*** Source data ***

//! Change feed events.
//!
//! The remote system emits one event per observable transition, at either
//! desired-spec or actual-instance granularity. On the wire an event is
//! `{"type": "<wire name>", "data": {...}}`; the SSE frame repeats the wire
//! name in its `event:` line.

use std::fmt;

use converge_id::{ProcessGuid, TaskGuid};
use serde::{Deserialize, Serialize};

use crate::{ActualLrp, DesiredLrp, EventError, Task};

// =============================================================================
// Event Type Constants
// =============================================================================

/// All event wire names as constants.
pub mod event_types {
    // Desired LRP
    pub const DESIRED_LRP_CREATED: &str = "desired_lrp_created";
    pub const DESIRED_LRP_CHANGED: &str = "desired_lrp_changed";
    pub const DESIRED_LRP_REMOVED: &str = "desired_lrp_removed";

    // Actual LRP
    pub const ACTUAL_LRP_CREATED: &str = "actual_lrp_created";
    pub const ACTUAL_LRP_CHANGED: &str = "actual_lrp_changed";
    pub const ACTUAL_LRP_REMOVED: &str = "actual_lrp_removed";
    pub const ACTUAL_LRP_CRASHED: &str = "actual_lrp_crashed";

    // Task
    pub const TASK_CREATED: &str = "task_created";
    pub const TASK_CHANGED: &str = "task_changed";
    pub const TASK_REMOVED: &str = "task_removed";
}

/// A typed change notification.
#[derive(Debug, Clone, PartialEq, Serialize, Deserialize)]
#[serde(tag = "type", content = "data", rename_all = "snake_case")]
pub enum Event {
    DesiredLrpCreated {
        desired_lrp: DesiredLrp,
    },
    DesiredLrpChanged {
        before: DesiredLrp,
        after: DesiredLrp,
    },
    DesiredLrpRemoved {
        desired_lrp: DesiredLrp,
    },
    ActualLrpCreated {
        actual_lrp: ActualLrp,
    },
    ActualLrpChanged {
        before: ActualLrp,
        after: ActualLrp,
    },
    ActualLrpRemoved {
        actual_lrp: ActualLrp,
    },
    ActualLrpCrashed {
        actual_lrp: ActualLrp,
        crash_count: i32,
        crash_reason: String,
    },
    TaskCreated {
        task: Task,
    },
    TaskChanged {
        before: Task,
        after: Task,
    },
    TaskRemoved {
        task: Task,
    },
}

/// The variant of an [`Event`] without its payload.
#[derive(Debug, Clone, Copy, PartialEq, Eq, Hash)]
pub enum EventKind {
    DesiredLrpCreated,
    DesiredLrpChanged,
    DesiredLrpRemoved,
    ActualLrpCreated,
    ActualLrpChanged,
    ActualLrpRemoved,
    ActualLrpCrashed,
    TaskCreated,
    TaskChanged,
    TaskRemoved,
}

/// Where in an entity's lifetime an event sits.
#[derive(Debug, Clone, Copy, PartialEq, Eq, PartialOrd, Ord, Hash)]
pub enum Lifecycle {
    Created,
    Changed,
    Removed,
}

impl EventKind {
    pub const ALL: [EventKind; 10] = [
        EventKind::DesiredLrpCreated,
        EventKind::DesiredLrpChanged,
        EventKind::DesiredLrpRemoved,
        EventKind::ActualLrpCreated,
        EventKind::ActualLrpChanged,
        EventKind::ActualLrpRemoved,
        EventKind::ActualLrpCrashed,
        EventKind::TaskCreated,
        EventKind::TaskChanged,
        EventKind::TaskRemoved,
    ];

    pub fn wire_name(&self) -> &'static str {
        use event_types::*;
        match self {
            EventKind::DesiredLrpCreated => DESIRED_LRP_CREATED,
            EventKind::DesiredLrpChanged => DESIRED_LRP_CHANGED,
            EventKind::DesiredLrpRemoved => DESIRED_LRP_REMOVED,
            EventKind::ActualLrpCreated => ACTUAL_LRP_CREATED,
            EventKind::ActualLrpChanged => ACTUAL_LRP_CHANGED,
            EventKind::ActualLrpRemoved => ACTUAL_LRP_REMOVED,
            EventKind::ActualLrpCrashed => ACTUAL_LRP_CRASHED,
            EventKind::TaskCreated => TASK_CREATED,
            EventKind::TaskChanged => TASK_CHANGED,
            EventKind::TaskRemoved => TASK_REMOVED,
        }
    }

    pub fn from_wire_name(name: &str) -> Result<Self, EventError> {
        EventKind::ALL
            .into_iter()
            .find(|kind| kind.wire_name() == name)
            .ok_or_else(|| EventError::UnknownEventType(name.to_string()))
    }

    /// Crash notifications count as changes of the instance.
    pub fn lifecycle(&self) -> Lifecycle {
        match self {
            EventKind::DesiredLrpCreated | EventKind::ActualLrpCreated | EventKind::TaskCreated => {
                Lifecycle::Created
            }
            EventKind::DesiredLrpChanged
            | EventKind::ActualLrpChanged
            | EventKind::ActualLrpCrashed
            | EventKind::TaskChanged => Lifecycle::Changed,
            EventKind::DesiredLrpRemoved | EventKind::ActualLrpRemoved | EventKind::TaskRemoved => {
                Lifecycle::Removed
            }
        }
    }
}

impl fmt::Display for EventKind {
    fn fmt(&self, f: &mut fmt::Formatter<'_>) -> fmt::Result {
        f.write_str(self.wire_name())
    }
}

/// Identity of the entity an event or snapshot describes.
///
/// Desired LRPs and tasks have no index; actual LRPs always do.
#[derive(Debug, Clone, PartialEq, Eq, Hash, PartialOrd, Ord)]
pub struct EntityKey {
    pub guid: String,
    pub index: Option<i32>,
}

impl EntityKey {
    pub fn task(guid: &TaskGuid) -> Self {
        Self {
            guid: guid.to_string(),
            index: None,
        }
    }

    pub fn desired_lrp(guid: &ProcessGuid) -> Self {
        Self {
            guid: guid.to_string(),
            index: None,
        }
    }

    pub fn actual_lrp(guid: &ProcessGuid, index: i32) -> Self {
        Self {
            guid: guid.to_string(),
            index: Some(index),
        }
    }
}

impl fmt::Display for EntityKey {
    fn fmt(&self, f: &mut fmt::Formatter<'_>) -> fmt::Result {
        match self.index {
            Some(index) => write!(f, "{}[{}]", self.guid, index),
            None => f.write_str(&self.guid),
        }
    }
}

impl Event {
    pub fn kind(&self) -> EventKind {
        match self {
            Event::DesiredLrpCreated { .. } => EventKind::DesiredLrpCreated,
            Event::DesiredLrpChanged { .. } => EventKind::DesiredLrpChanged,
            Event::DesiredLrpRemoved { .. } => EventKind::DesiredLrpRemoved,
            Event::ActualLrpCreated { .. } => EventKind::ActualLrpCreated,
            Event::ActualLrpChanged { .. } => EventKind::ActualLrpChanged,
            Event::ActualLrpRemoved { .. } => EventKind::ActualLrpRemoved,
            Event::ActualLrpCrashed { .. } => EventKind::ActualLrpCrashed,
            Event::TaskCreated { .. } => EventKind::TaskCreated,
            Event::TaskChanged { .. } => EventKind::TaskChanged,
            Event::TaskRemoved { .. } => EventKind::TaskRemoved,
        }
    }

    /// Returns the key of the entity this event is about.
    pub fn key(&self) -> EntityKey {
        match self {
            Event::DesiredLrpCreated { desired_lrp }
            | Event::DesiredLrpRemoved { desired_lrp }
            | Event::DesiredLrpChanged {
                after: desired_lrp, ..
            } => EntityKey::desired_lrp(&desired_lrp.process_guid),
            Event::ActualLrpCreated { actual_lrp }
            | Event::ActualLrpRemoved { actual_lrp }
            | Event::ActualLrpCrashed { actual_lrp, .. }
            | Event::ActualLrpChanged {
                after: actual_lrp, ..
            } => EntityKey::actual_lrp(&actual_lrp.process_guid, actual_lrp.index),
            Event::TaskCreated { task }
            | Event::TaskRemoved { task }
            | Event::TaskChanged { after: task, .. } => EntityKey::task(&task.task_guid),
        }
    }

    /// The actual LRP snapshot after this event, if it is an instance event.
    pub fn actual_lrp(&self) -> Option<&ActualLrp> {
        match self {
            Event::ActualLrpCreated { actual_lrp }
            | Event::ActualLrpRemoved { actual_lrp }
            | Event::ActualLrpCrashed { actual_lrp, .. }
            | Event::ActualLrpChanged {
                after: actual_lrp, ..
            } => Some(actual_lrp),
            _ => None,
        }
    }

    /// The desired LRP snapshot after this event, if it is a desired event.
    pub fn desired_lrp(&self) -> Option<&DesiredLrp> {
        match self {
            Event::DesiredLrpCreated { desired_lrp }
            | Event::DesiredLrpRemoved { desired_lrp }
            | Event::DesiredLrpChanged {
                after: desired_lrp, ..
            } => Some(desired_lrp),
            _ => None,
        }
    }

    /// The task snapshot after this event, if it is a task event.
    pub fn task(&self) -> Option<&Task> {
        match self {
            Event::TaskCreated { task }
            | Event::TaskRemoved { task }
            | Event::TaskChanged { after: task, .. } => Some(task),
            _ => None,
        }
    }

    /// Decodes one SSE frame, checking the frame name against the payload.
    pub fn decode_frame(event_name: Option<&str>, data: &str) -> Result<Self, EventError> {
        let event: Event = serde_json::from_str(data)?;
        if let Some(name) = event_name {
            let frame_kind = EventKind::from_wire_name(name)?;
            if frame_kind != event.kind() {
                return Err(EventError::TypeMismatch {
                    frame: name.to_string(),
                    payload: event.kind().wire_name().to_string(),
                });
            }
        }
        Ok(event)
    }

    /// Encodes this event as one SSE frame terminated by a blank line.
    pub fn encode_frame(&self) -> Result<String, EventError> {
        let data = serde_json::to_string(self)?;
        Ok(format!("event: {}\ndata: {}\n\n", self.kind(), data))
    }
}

***

> [Problem requirements]:
Go through the records and tally the lines that include "ActualLrpRemoved". Write only the number.

> [Answer for the task]:
8